Exode rural et l’immobilier en Chine

On pense souvent que la majorité des Chinois sont ouvriers dans des entreprises exportant leurs produits en Europe ou aux USA. C’est totalement faux. 100 à 150 millions travaillent dans l’industrie, ce qui est au fond une proportion largement inférieure à la population allemande travaillant dans l’industrie par exemple. La population est largement agricole avec 300 à 500 millions d’agriculteurs, sans compter l’essor des services (lire aussi: 10 idées reçues sur la Chine)

La Chine est un pays montagneux et désertique dans sa majorité, et 10% seulement de son territoire est cultivable, ce qui fait que les campagnes sont surpeuplées, avec une surface agricole de 2 hectares par famille en moyenne, 30 à 50 fois moins qu’en France.

Les hukous et l’exode rural

Inutile de dire que les petits agriculteurs sont très majoritairement pauvres et ne rêvent que d’une chose : aller travailler à la ville. Ce phénomène existe dans tous les pays sous le nom de « exode rural ». Dans les pays où cette transition s’est terminée, 80% de la population est urbaine. Or en Chine, 50% de la population est urbaine. Les villes sont donc appelées à grandir de 400 millions d’habitants ces prochaines années.

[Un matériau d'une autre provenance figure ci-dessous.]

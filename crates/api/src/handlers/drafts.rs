//! Handlers for the caller's draft registrations and the finalize step.
//!
//! Row-level rules come from [`lodge_core::guest::ensure_draft_mutable`]:
//! a draft may be read, edited or deleted only by its owner, and only while
//! it is still a draft.

use axum::extract::{Path, State};
use axum::http::StatusCode;
use axum::Json;
use serde::Serialize;
use lodge_core::error::CoreError;
use lodge_core::guest::{
    ensure_draft_mutable, ensure_finalize_owner, validate_guest_fields, GuestFields,
};
use lodge_core::types::DbId;
use lodge_db::models::guest::{Guest, GuestWithBooking};
use lodge_db::repositories::{BookingRepo, GuestRepo};

use crate::error::{AppError, AppResult};
use crate::middleware::rbac::{Authorized, EditDraftArea, ReviewArea};
use crate::response::DataResponse;
use crate::state::AppState;

/// Result of finalizing a booking's drafts.
#[derive(Debug, Serialize)]
pub struct FinalizeResponse {
    pub booking_id: DbId,
    pub submitted_count: i32,
}

fn guest_not_found(id: DbId) -> AppError {
    AppError::Core(CoreError::NotFound { entity: "Guest", id })
}

// ---------------------------------------------------------------------------
// Review
// ---------------------------------------------------------------------------

/// GET /api/v1/drafts
///
/// The caller's drafts with their bookings, main guests first.
pub async fn list_drafts(
    State(state): State<AppState>,
    auth: Authorized<ReviewArea>,
) -> AppResult<Json<DataResponse<Vec<GuestWithBooking>>>> {
    let drafts = GuestRepo::list_drafts_for_owner(&state.pool, auth.session.user_id).await?;
    Ok(Json(DataResponse { data: drafts }))
}

/// GET /api/v1/drafts/{id}
pub async fn get_draft(
    State(state): State<AppState>,
    auth: Authorized<EditDraftArea>,
    Path(id): Path<DbId>,
) -> AppResult<Json<GuestWithBooking>> {
    let draft = GuestRepo::find_with_booking(&state.pool, id)
        .await?
        .ok_or_else(|| guest_not_found(id))?;
    ensure_draft_mutable(&auth.session, id, draft.guest.user_id, draft.guest.status)?;
    Ok(Json(draft))
}

// ---------------------------------------------------------------------------
// Edit / delete
// ---------------------------------------------------------------------------

/// PUT /api/v1/drafts/{id}
///
/// Replace a draft's fields. The write is guarded by owner and status, so
/// a finalize that lands between the check and the write yields 404.
pub async fn update_draft(
    State(state): State<AppState>,
    auth: Authorized<EditDraftArea>,
    Path(id): Path<DbId>,
    Json(input): Json<GuestFields>,
) -> AppResult<Json<Guest>> {
    let fields = validate_guest_fields("guest", input)?;

    let existing = GuestRepo::find_by_id(&state.pool, id)
        .await?
        .ok_or_else(|| guest_not_found(id))?;
    ensure_draft_mutable(&auth.session, id, existing.user_id, existing.status)?;

    let updated = GuestRepo::update_draft(&state.pool, id, auth.session.user_id, &fields)
        .await?
        .ok_or(AppError::Core(CoreError::NotFound {
            entity: "Draft guest",
            id,
        }))?;

    tracing::info!(user_id = auth.session.user_id, guest_id = id, "Draft guest updated");
    Ok(Json(updated))
}

/// DELETE /api/v1/drafts/{id}
///
/// Delete one of the caller's drafts. Deleting a guest that no longer
/// exists succeeds. Returns 204 No Content.
pub async fn delete_draft(
    State(state): State<AppState>,
    auth: Authorized<EditDraftArea>,
    Path(id): Path<DbId>,
) -> AppResult<StatusCode> {
    let Some(existing) = GuestRepo::find_by_id(&state.pool, id).await? else {
        return Ok(StatusCode::NO_CONTENT);
    };
    ensure_draft_mutable(&auth.session, id, existing.user_id, existing.status)?;

    if !GuestRepo::delete_draft(&state.pool, id, auth.session.user_id).await? {
        // Lost a race with finalize: report the row's current state.
        if let Some(current) = GuestRepo::find_by_id(&state.pool, id).await? {
            ensure_draft_mutable(&auth.session, id, current.user_id, current.status)?;
        }
    }

    tracing::info!(user_id = auth.session.user_id, guest_id = id, "Draft guest deleted");
    Ok(StatusCode::NO_CONTENT)
}

// ---------------------------------------------------------------------------
// Finalize
// ---------------------------------------------------------------------------

/// POST /api/v1/bookings/{id}/finalize
///
/// Submit every draft under the booking and mark the booking registered.
/// Irreversible. The booking must still be active and its drafts must all
/// belong to the caller. Fails with 404 when the caller has no drafts for
/// the booking, which includes a repeated finalize.
pub async fn finalize_booking(
    State(state): State<AppState>,
    auth: Authorized<ReviewArea>,
    Path(booking_id): Path<DbId>,
) -> AppResult<Json<FinalizeResponse>> {
    let user_id = auth.session.user_id;
    let not_active = || {
        AppError::Core(CoreError::NotFound {
            entity: "Active booking",
            id: booking_id,
        })
    };

    BookingRepo::find_by_id(&state.pool, booking_id)
        .await?
        .filter(|b| b.is_active())
        .ok_or_else(not_active)?;

    let owners = GuestRepo::draft_owners_for_booking(&state.pool, booking_id).await?;
    ensure_finalize_owner(&auth.session, booking_id, &owners)?;

    let submitted_count = GuestRepo::finalize_booking(&state.pool, booking_id).await?;
    if submitted_count == 0 {
        // Registered by a concurrent finalize.
        return Err(not_active());
    }

    tracing::info!(user_id, booking_id, submitted_count, "Booking finalized");
    Ok(Json(FinalizeResponse {
        booking_id,
        submitted_count,
    }))
}
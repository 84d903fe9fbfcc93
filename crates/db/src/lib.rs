//! Persistence layer: connection pool, migrations, row models and
//! repositories for bookings, guests, users and sessions.

use sqlx::postgres::PgPoolOptions;

pub mod models;
pub mod repositories;

pub type DbPool = sqlx::PgPool;

/// Create a connection pool from a database URL.
pub async fn create_pool(database_url: &str) -> Result<DbPool, sqlx::Error> {
    PgPoolOptions::new()
        .max_connections(20)
        .connect(database_url)
        .await
}

/// Round-trip a trivial query to confirm the database is reachable.
pub async fn health_check(pool: &DbPool) -> Result<(), sqlx::Error> {
    sqlx::query_scalar::<_, i32>("SELECT 1")
        .fetch_one(pool)
        .await?;
    Ok(())
}

/// Apply any pending migrations from `db/migrations`.
pub async fn run_migrations(pool: &DbPool) -> Result<(), sqlx::migrate::MigrateError> {
    sqlx::migrate!("../../db/migrations").run(pool).await
}
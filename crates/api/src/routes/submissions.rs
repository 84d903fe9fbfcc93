use axum::routing::get;
use axum::Router;

use crate::handlers::submissions;
use crate::state::AppState;

/// Routes mounted at `/submissions`.
pub fn router() -> Router<AppState> {
    Router::new().route("/", get(submissions::list_submissions))
}
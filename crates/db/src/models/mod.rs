//! Row models and DTOs.
//!
//! Each submodule holds a `FromRow` entity matching its table plus the
//! input structs used for inserts.

pub mod booking;
pub mod guest;
pub mod profile;
pub mod session;
pub mod user;
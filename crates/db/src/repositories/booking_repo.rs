//! Repository for the `bookings` table.

use sqlx::PgPool;
use lodge_core::types::DbId;

use crate::models::booking::{Booking, CreateBooking, BOOKING_STATUS_ACTIVE};

/// Column list shared across queries to avoid repetition.
const COLUMNS: &str = "id, code, guest_name, room_number, check_in_date, check_out_date, \
                        status, created_at, updated_at";

pub struct BookingRepo;

impl BookingRepo {
    /// Insert a new booking in `active` status.
    pub async fn create(pool: &PgPool, input: &CreateBooking) -> Result<Booking, sqlx::Error> {
        let query = format!(
            "INSERT INTO bookings (code, guest_name, room_number, check_in_date, check_out_date)
             VALUES ($1, $2, $3, $4, $5)
             RETURNING {COLUMNS}"
        );
        sqlx::query_as::<_, Booking>(&query)
            .bind(&input.code)
            .bind(&input.guest_name)
            .bind(&input.room_number)
            .bind(input.check_in_date)
            .bind(input.check_out_date)
            .fetch_one(pool)
            .await
    }

    pub async fn find_by_id(pool: &PgPool, id: DbId) -> Result<Option<Booking>, sqlx::Error> {
        let query = format!("SELECT {COLUMNS} FROM bookings WHERE id = $1");
        sqlx::query_as::<_, Booking>(&query)
            .bind(id)
            .fetch_optional(pool)
            .await
    }

    /// Bookings still open for registration, earliest check-in first.
    pub async fn list_active(pool: &PgPool) -> Result<Vec<Booking>, sqlx::Error> {
        let query = format!(
            "SELECT {COLUMNS} FROM bookings
             WHERE status = $1
             ORDER BY check_in_date ASC, id ASC"
        );
        sqlx::query_as::<_, Booking>(&query)
            .bind(BOOKING_STATUS_ACTIVE)
            .fetch_all(pool)
            .await
    }
}
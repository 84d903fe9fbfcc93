//! Handlers for the `/registrations` resource.

use axum::extract::State;
use axum::http::StatusCode;
use axum::Json;
use lodge_core::error::CoreError;
use lodge_core::guest::{validate_registration, RegistrationRequest};
use lodge_db::models::guest::{CreateDraftGroup, Guest};
use lodge_db::repositories::{BookingRepo, GuestRepo};

use crate::error::{AppError, AppResult};
use crate::middleware::rbac::{Authorized, RegisterArea};
use crate::response::DataResponse;
use crate::state::AppState;

/// POST /api/v1/registrations
///
/// Save a main guest and its companions as drafts against an active
/// booking. Everything is validated before the first write, and the rows
/// are inserted in one transaction. A booking holds one main guest, so a
/// second registration against it is a 409. Returns 201 with the created
/// guests, main guest first.
pub async fn create_registration(
    State(state): State<AppState>,
    auth: Authorized<RegisterArea>,
    Json(input): Json<RegistrationRequest>,
) -> AppResult<(StatusCode, Json<DataResponse<Vec<Guest>>>)> {
    let registration = validate_registration(input)?;

    let booking = BookingRepo::find_by_id(&state.pool, registration.booking_id)
        .await?
        .filter(|b| b.is_active())
        .ok_or(AppError::Core(CoreError::NotFound {
            entity: "Active booking",
            id: registration.booking_id,
        }))?;

    if GuestRepo::has_main_guest(&state.pool, booking.id).await? {
        return Err(AppError::Core(CoreError::Conflict(format!(
            "Booking {} already has a registered main guest",
            booking.code
        ))));
    }

    let guest_count = registration.guest_count();
    let guests = GuestRepo::create_draft_group(
        &state.pool,
        &CreateDraftGroup {
            booking_id: booking.id,
            booking_code: booking.code,
            user_id: auth.session.user_id,
            main_guest: registration.main_guest,
            additional_guests: registration.additional_guests,
        },
    )
    .await?;

    tracing::info!(
        user_id = auth.session.user_id,
        booking_id = booking.id,
        guest_count,
        "Registration saved as draft",
    );

    Ok((StatusCode::CREATED, Json(DataResponse { data: guests })))
}
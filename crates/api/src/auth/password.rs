//! Argon2id password hashing and verification.
//!
//! Hashes are stored as PHC strings, so the algorithm parameters and salt
//! travel with the hash.

use argon2::password_hash::rand_core::OsRng;
use argon2::password_hash::{PasswordHash, PasswordHasher, PasswordVerifier, SaltString};
use argon2::Argon2;
use lodge_core::error::CoreError;

/// Shortest password accepted for a new account.
pub const MIN_PASSWORD_LENGTH: usize = 12;

pub fn hash_password(password: &str) -> Result<String, argon2::password_hash::Error> {
    let salt = SaltString::generate(&mut OsRng);
    let hash = Argon2::default().hash_password(password.as_bytes(), &salt)?;
    Ok(hash.to_string())
}

/// `Ok(false)` on a mismatch; `Err` only when `hash` is not a valid PHC string.
pub fn verify_password(password: &str, hash: &str) -> Result<bool, argon2::password_hash::Error> {
    let parsed_hash = PasswordHash::new(hash)?;
    match Argon2::default().verify_password(password.as_bytes(), &parsed_hash) {
        Ok(()) => Ok(true),
        Err(argon2::password_hash::Error::Password) => Ok(false),
        Err(e) => Err(e),
    }
}

/// Reject passwords shorter than [`MIN_PASSWORD_LENGTH`] characters.
pub fn validate_password_strength(password: &str) -> Result<(), CoreError> {
    if password.chars().count() < MIN_PASSWORD_LENGTH {
        return Err(CoreError::Validation(format!(
            "Password must be at least {MIN_PASSWORD_LENGTH} characters long"
        )));
    }
    Ok(())
}
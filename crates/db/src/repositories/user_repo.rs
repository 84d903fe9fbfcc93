//! Repository for the `users` table and its `profiles` companion.

use sqlx::PgPool;
use lodge_core::types::DbId;

use crate::models::user::{CreateUser, User, UserResponse};

const COLUMNS: &str = "id, email, password_hash, role, is_active, last_login_at, \
                        created_at, updated_at";

/// Columns for [`UserResponse`], selected from `users u JOIN profiles p`.
const RESPONSE_COLUMNS: &str = "u.id, u.email, p.full_name, u.role, u.is_active, \
                                 u.last_login_at, u.created_at";

pub struct UserRepo;

impl UserRepo {
    /// Insert a user and its profile in one transaction.
    pub async fn create_with_profile(
        pool: &PgPool,
        input: &CreateUser,
    ) -> Result<User, sqlx::Error> {
        let mut tx = pool.begin().await?;

        let query = format!(
            "INSERT INTO users (email, password_hash, role)
             VALUES ($1, $2, $3)
             RETURNING {COLUMNS}"
        );
        let user = sqlx::query_as::<_, User>(&query)
            .bind(&input.email)
            .bind(&input.password_hash)
            .bind(input.role.as_str())
            .fetch_one(&mut *tx)
            .await?;

        sqlx::query("INSERT INTO profiles (id, full_name) VALUES ($1, $2)")
            .bind(user.id)
            .bind(&input.full_name)
            .execute(&mut *tx)
            .await?;

        tx.commit().await?;
        Ok(user)
    }

    pub async fn find_by_id(pool: &PgPool, id: DbId) -> Result<Option<User>, sqlx::Error> {
        let query = format!("SELECT {COLUMNS} FROM users WHERE id = $1");
        sqlx::query_as::<_, User>(&query)
            .bind(id)
            .fetch_optional(pool)
            .await
    }

    /// Find a user by email (case-sensitive).
    pub async fn find_by_email(pool: &PgPool, email: &str) -> Result<Option<User>, sqlx::Error> {
        let query = format!("SELECT {COLUMNS} FROM users WHERE email = $1");
        sqlx::query_as::<_, User>(&query)
            .bind(email)
            .fetch_optional(pool)
            .await
    }

    /// One user with its profile name.
    pub async fn find_response_by_id(
        pool: &PgPool,
        id: DbId,
    ) -> Result<Option<UserResponse>, sqlx::Error> {
        let query = format!(
            "SELECT {RESPONSE_COLUMNS} FROM users u
             JOIN profiles p ON p.id = u.id
             WHERE u.id = $1"
        );
        sqlx::query_as::<_, UserResponse>(&query)
            .bind(id)
            .fetch_optional(pool)
            .await
    }

    /// All users with profile names, most recently created first.
    pub async fn list_with_profiles(pool: &PgPool) -> Result<Vec<UserResponse>, sqlx::Error> {
        let query = format!(
            "SELECT {RESPONSE_COLUMNS} FROM users u
             JOIN profiles p ON p.id = u.id
             ORDER BY u.created_at DESC, u.id DESC"
        );
        sqlx::query_as::<_, UserResponse>(&query)
            .fetch_all(pool)
            .await
    }

    pub async fn record_successful_login(pool: &PgPool, id: DbId) -> Result<(), sqlx::Error> {
        sqlx::query("UPDATE users SET last_login_at = NOW() WHERE id = $1")
            .bind(id)
            .execute(pool)
            .await?;
        Ok(())
    }
}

Pour limiter l’exode rural et contrôler les populations, un système dit hukou permet de contrôler les habitants. En gros, un hukou donne le droit de n’habiter qu’à un endroit donné. On ne peut officiellement déménager qu’en changeant son hukou ce qui s’avère très difficile. Malgré cela, les populations rurales émigrent en masse dans les villes : il s’agit des mingongs, les travailleurs non-officiels. Ils viennent des campagnes vers les grandes villes dans l’espoir d’un meilleur salaire et d’aider leurs proches restés au village.

Ne bénéficiant de très peu de droits sociaux – sans hukou, on ne peut scolariser son enfant, ni avoir accès aux droits sociaux du coin – cette majorité de travailleurs constitue une classe prolétaire bon marché, sur laquelle repose le miracle économique Chinois. Ils jouent le même rôle que les immigrés en Europe, qui venaient faire les boulots durs et mal payés que les locaux refusent de faire.

300 millions de personnes en plus dans les villes Chinoises d’ici 2030.

Malgré ces mauvaises conditions, cela reste malgré tout un sort plus enviable que rester un village, et environ 300 millions de Chinois émigreront dans les villes d’ici 2030. Pour vous faire une idée, cela revient au même que construire :

–  1 arrondissement Parisien tous les deux jours

–  La ville de Lyon tous les 10 jours

–  La ville de Paris tous les 45 jours

Rien qu’à Beijing, la population est passée de 13 millions d’habitants en 2000 à 19 millions d’habitants en 2010, soit 2 000 habitants en plus… tous les jours. La ville atteindrait 23 millions d’habitants actuellement et… 50 millions d’habitants en 2050.

Enjeux immobilier (à Beijing)

Les enjeux immobiliers sont énormes. L’aéroport de Beijing (80 millions de passagers par an, autant que Charles de Gaulle et Orly réunis) devient trop petit, un nouvel aéroport de 120 millions de passagers par an est en projet.

Malgré les 5 autoroutes périphériques de la ville, les embouteillages sont monstrueux, la ville est la plus embouteillée du monde avec Mexico.

Du coup, de nombreux métros sont en cours de construction. Actuellement, il y a 300 km de lignes de métro à Beijing (200 à Paris) et il y en aura… 1000 en 2020.

En 8 ans, Beijing construira l’équivalent de 3,5 fois la totalité des lignes de métro existantes à Paris…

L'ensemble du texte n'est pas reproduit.